* **Your goal**:
From the line containing "#[derive(Error, Debug)]" to the end of the entries, return every line exactly, both ends included, and add nothing.

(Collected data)
+===+

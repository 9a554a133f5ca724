use thiserror::Error;

#[derive(Error, Debug)]
pub enum BackendError {
    #[error("HTTP error: {0}")]
    Http(#[from] reqwest::Error),

    #[error("JSON error: {0}")]
    Json(#[from] serde_json::Error),

    #[error("API error: {0}")]
    Api(String),

    #[error("Stream error: {0}")]
    Stream(String),

    #[error("Session not found: {0}")]
    SessionNotFound(String),
}

pub type Result<T> = std::result::Result<T, BackendError>;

+===+

* **Answer to this task**:
#[derive(Error, Debug)]
pub enum BackendError {
    #[error("HTTP error: {0}")]
    Http(#[from] reqwest::Error),

    #[error("JSON error: {0}")]
    Json(#[from] serde_json::Error),

    #[error("API error: {0}")]
    Api(String),

    #[error("Stream error: {0}")]
    Stream(String),

    #[error("Session not found: {0}")]
    SessionNotFound(String),
}

pub type Result<T> = std::result::Result<T, BackendError>;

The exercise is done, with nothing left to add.